E di questi giorni la notizia dell’avvenuto accordo tra CSM-CNF e FNOPI, stilato a seguito dell’operatività della legge 8 marzo 2017 n. 24 c.d. legge Gelli-Bianco che all’art. 15 (“Nomina dei consulenti tecnici d’ufficio e dei periti nei giudizi di responsabilità sanitaria”) prevede appunto che nei procedimenti civili e nei procedimenti penali  aventi ad oggetto la responsabilità sanitaria, l’autorità giudiziaria affida l’espletamento della consulenza tecnica e della perizia a un medico specializzato in medicina legale e a uno o più specialisti nella disciplina che abbiano  specifica pratica conoscenza di  quanto oggetto del procedimento, avendo cura che i soggetti da nominare, scelti tra gli iscritti negli albi di cui ai commi 2 e 3, non siano in posizione di conflitto di interessi nello specifico procedimento o in altri connessi e che i consulenti tecnici  d’ufficio da  nominare nell’ambito del procedimento di cui all’articolo 8, comma 1, siano in possesso  di adeguate e comprovate competenze nell’ambito della conciliazione acquisite anche mediante specifici percorsi formativi.

La finalità dell’accordo stilato dalla FNOPI, come il precedente stilato con la FNOMCeO, era quello di far rispettare la novella normativa, oltre che un’idonea attribuzione degli incarichi peritali evitando così le illegittime situazioni nelle quali erano sempre gli stessi soggetti ad essere individuati e successivamente nominati come periti o consulenti, nonché, a definire finalmente dei criteri di tenuta dell’albo dei periti e CTU che fossero espressione condivisa non solo delle istituzioni giudiziarie ma anche di quelle professioni che avrebbero poi in seguito dovuto esprimersi con le relative attività peritali.

Si è deciso quindi di comune accordo tra le istituzioni giudiziarie e le istituzioni mediche ed infermieristiche, di elaborare un protocollo d’intesa che garantisse una revisione sistematica degli albi tenuti presso i tribunali Italiani, in base a criteri standard ed omogenei, garantendo al contempo una distribuzione più equa degli incarichi ed una certificazione delle competenze dei professionisti ivi iscritti.
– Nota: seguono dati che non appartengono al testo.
// src/relevance.rs
//! Relevance gate for job records: keeps postings a KSA resident can take
//! (remote anywhere, or on-site in the Kingdom) and tags their category.
//!
//! All keyword sets are compiled once into word-boundary regexes. A keyword
//! directly preceded by a negation ("not saudi based", "non-remote") does not
//! count as a hit.

use std::fs;
use std::path::PathBuf;

use anyhow::{anyhow, Context, Result};
use regex::Regex;
use serde::Deserialize;

use crate::ingest::normalize::{map_record, MappedRecord};
use crate::ingest::types::{JobCategory, RawRecord};

pub const DEFAULT_CLASSIFIER_CONFIG_PATH: &str = "config/classifier.toml";
pub const ENV_CLASSIFIER_CONFIG_PATH: &str = "CLASSIFIER_CONFIG_PATH";

/// Only the head of the description is scanned.
pub const DESCRIPTION_SCAN_CHARS: usize = 500;

/* ----------------------------
Config schema (from TOML)
---------------------------- */

#[derive(Debug, Clone, Deserialize, PartialEq)]
pub struct KeywordConfig {
    #[serde(default = "default_remote")]
    pub remote: Vec<String>,
    #[serde(default = "default_target_country")]
    pub target_country: Vec<String>,
    #[serde(default = "default_target_region")]
    pub target_region: Vec<String>,
    #[serde(default = "default_negations")]
    pub negations: Vec<String>,
}

fn strings(items: &[&str]) -> Vec<String> {
    items.iter().map(|s| s.to_string()).collect()
}

fn default_remote() -> Vec<String> {
    strings(&[
        "remote",
        "worldwide",
        "anywhere",
        "global",
        "work from home",
        "wfh",
        "telecommute",
        "distributed",
    ])
}

fn default_target_country() -> Vec<String> {
    strings(&["saudi", "saudi arabia", "ksa", "kingdom of saudi arabia"])
}

fn default_target_region() -> Vec<String> {
    strings(&[
        "riyadh", "jeddah", "dammam", "khobar", "al khobar", "mecca", "makkah", "medina",
        "madinah", "dhahran", "tabuk", "neom",
    ])
}

fn default_negations() -> Vec<String> {
    strings(&["not", "no", "non", "outside", "outside of", "except", "excluding"])
}

impl Default for KeywordConfig {
    fn default() -> Self {
        Self {
            remote: default_remote(),
            target_country: default_target_country(),
            target_region: default_target_region(),
            negations: default_negations(),
        }
    }
}

/* ----------------------------
Compiled keyword sets
---------------------------- */

/// Alternation of escaped phrases; inner whitespace matches any run of
/// whitespace. Longer phrases first so "saudi arabia" wins over "saudi".
fn phrase_alternation(words: &[String]) -> Option<String> {
    let mut phrases: Vec<String> = words
        .iter()
        .map(|w| {
            w.split_whitespace()
                .map(regex::escape)
                .collect::<Vec<_>>()
                .join(r"\s+")
        })
        .filter(|p| !p.is_empty())
        .collect();
    if phrases.is_empty() {
        return None;
    }
    phrases.sort_by(|a, b| b.len().cmp(&a.len()).then_with(|| a.cmp(b)));
    phrases.dedup();
    Some(phrases.join("|"))
}

#[derive(Debug)]
struct KeywordSet {
    re: Option<Regex>,
}

impl KeywordSet {
    fn compile(id: &str, words: &[String], negations: &[String]) -> Result<Self> {
        let Some(kw) = phrase_alternation(words) else {
            return Ok(Self { re: None });
        };
        let pattern = match phrase_alternation(negations) {
            Some(neg) => format!(r"(?i)(?:\b(?P<neg>{neg})[\s\-]+)?\b(?P<kw>{kw})\b"),
            None => format!(r"(?i)\b(?P<kw>{kw})\b"),
        };
        let re = Regex::new(&pattern).map_err(|e| anyhow!("keyword set `{id}` regex error: {e}"))?;
        Ok(Self { re: Some(re) })
    }

    /// True if any occurrence is not negated.
    fn hit(&self, text: &str) -> bool {
        let Some(re) = &self.re else {
            return false;
        };
        if text.is_empty() {
            return false;
        }
        re.captures_iter(text).any(|c| c.name("neg").is_none())
    }
}

/* ----------------------------
Field extraction
---------------------------- */

/// The text fields the gate looks at, taken from the mapped record so the
/// decision is made on exactly what gets published.
#[derive(Debug, Clone, Default, PartialEq)]
pub struct Signals {
    pub remote_flag: Option<bool>,
    pub location: String,
    pub job_type: String,
    pub title: String,
    /// Extracted for diagnostics; never scanned.
    pub category: String,
    /// Already cut to `DESCRIPTION_SCAN_CHARS`.
    pub description: String,
}

impl Signals {
    pub fn of(mapped: &MappedRecord) -> Self {
        let job = &mapped.job;
        Self {
            remote_flag: mapped.remote_flag,
            location: job.location.clone(),
            job_type: job.job_type.clone(),
            title: job.title.clone(),
            category: job.job_industry.clone(),
            description: job.description.chars().take(DESCRIPTION_SCAN_CHARS).collect(),
        }
    }
}

/* ----------------------------
Classifier
---------------------------- */

#[derive(Debug, Clone, Copy, PartialEq, Eq)]
pub struct Classification {
    pub remote: bool,
    pub target_location: bool,
    pub category: JobCategory,
}

impl Classification {
    pub fn rejected() -> Self {
        Self {
            remote: false,
            target_location: false,
            category: JobCategory::Unclassified,
        }
    }

    pub fn kept(&self) -> bool {
        self.remote || self.target_location
    }
}

#[derive(Debug)]
pub struct RelevanceClassifier {
    pub cfg: KeywordConfig,
    remote: KeywordSet,
    country: KeywordSet,
    region: KeywordSet,
}

impl RelevanceClassifier {
    pub fn new(cfg: KeywordConfig) -> Result<Self> {
        let remote = KeywordSet::compile("remote", &cfg.remote, &cfg.negations)?;
        let country = KeywordSet::compile("target_country", &cfg.target_country, &cfg.negations)?;
        let region = KeywordSet::compile("target_region", &cfg.target_region, &cfg.negations)?;
        Ok(Self {
            cfg,
            remote,
            country,
            region,
        })
    }

    pub fn with_defaults() -> Result<Self> {
        Self::new(KeywordConfig::default())
    }

    /// Load from a TOML string; missing sections fall back to the defaults.
    pub fn from_toml_str(s: &str) -> Result<Self> {
        let cfg: KeywordConfig = toml::from_str(s).context("parsing classifier keywords")?;
        Self::new(cfg)
    }

    /// $CLASSIFIER_CONFIG_PATH (must exist), else config/classifier.toml if
    /// present, else built-in keywords.
    pub fn load() -> Result<Self> {
        if let Ok(p) = std::env::var(ENV_CLASSIFIER_CONFIG_PATH) {
            let path = PathBuf::from(p);
            let content = fs::read_to_string(&path)
                .with_context(|| format!("reading classifier config {}", path.display()))?;
            return Self::from_toml_str(&content);
        }
        let default_path = PathBuf::from(DEFAULT_CLASSIFIER_CONFIG_PATH);
        if default_path.exists() {
            let content = fs::read_to_string(&default_path)
                .with_context(|| format!("reading classifier config {}", default_path.display()))?;
            return Self::from_toml_str(&content);
        }
        Self::with_defaults()
    }

    pub fn is_remote_text(&self, text: &str) -> bool {
        self.remote.hit(text)
    }

    pub fn is_target_location(&self, location: &str) -> bool {
        self.country.hit(location) || self.region.hit(location)
    }

    pub fn classify_signals(&self, s: &Signals) -> Classification {
        let remote = s.remote_flag == Some(true)
            || [&s.location, &s.job_type, &s.title, &s.description]
                .iter()
                .any(|t| self.is_remote_text(t));

        let target_location = !remote && self.is_target_location(&s.location);

        let category = if remote {
            JobCategory::Remote
        } else if target_location {
            JobCategory::OnSiteRegional
        } else {
            JobCategory::Unclassified
        };

        Classification {
            remote,
            target_location,
            category,
        }
    }

    pub fn classify_mapped(&self, mapped: &MappedRecord) -> Classification {
        let signals = Signals::of(mapped);
        let out = self.classify_signals(&signals);
        if !out.kept() {
            tracing::trace!(target: "relevance", ?signals, "record rejected");
        }
        out
    }

    /// Classify as `source` would publish it (source-specific overrides apply).
    pub fn classify_from(&self, raw: &RawRecord, source: &str) -> Classification {
        self.classify_mapped(&map_record(raw, source))
    }

    /// Classify with the default field mapping only.
    pub fn classify(&self, raw: &RawRecord) -> Classification {
        self.classify_from(raw, "")
    }
}

#[cfg(test)]
mod tests {
    use super::*;
    use serde_json::{json, Value};

    fn clf() -> RelevanceClassifier {
        RelevanceClassifier::with_defaults().expect("default keywords compile")
    }

    fn rec(v: Value) -> RawRecord {
        RawRecord::from_value(v).unwrap()
    }

    #[test]
    fn word_boundaries_not_substrings() {
        let c = clf();
        assert!(!c.is_target_location("Arkansas, USA"));
        assert!(c.is_target_location("Office: KSA"));
        assert!(!c.is_remote_text("Remoteness allowance"));
        assert!(!c.is_target_location("Saudia Airlines lounge, Cairo"));
    }

    #[test]
    fn negated_keywords_do_not_count() {
        let c = clf();
        assert!(!c.is_target_location("not saudi based"));
        assert!(!c.is_remote_text("Non-remote role"));
        assert!(!c.is_remote_text("no remote work"));
        assert!(!c.is_target_location("anywhere outside of Saudi Arabia"));
        assert!(c.is_target_location("KSA, not Dubai"));
    }

    #[test]
    fn multiword_phrases_tolerate_whitespace() {
        let c = clf();
        assert!(c.is_remote_text("Work  from\thome possible"));
        assert!(c.is_target_location("Al  Khobar"));
    }

    #[test]
    fn explicit_flag_wins_over_text() {
        let c = clf();
        let r = rec(json!({"remote": "true", "location": "Berlin, Germany"}));
        assert_eq!(c.classify(&r).category, JobCategory::Remote);
        let r = rec(json!({"remote": false, "location": "Remote - Worldwide"}));
        assert_eq!(c.classify(&r).category, JobCategory::Remote);
    }

    #[test]
    fn source_overrides_shape_the_location_that_is_judged() {
        let c = clf();
        let r = rec(json!({"job_city": "Riyadh", "job_country": "SA", "job_is_remote": false}));
        assert!(!c.classify(&r).kept());
        let verdict = c.classify_from(&r, crate::ingest::providers::OPENWEBNINJA);
        assert_eq!(verdict.category, JobCategory::OnSiteRegional);
    }

    #[test]
    fn description_scan_is_bounded() {
        let c = clf();
        let long = format!("{} remote", "x".repeat(DESCRIPTION_SCAN_CHARS));
        let r = rec(json!({"location": "Berlin", "description": long}));
        assert!(!c.classify(&r).kept());
        let short = rec(json!({"location": "Berlin", "description": "Fully remote team"}));
        assert!(c.classify(&short).kept());
    }

    #[test]
    fn toml_overrides_keep_missing_sections() {
        let c = RelevanceClassifier::from_toml_str(r#"target_region = ["abha"]"#).unwrap();
        assert!(c.is_target_location("Abha"));
        assert!(!c.is_target_location("Riyadh"));
        assert!(c.is_target_location("Saudi Arabia"));
        assert_eq!(c.cfg.remote, default_remote());
    }

    #[test]
    fn empty_sets_never_match() {
        let cfg = KeywordConfig {
            remote: vec![],
            ..KeywordConfig::default()
        };
        let c = RelevanceClassifier::new(cfg).unwrap();
        assert!(!c.is_remote_text("remote"));
    }
}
Ora senza voler entrare nel merito della scelta fatta dalla presidente FNOPI, la dott.ssa Barbara Mangiacavalli, di avvalersi solo ed esclusivamente di pochi fortunati escludendo di fatto i rappresentanti delle associazioni maggiormente rappresentative a livello infermieristico-legale come l’AADI e l’APSILEF,  avrà avuto le sue ragioni, quello che però è doveroso denunciare è che, probabilmente, chi ha stilato il protocollo unitamente alla summenzionata Presidente pensando di compiere una rivoluzione copernicana, in realtà, ha creato un precedente ed un vulnus che non ha eguali se si confrontano tutti gli altri protocolli sia medici che di altre professioni sanitarie.

Infatti, se paragoniamo il protocollo della FNOMCeO con quello della FNOPI si leggono moltissime similitudini, anche troppe, ma analizzando bene il contenuto dell’accordo si notano degli errori formali, anzi, grossolani che dimostrano la scarsa dimestichezza con il diritto da parte di chi ha deciso i punti dell’accordo stesso.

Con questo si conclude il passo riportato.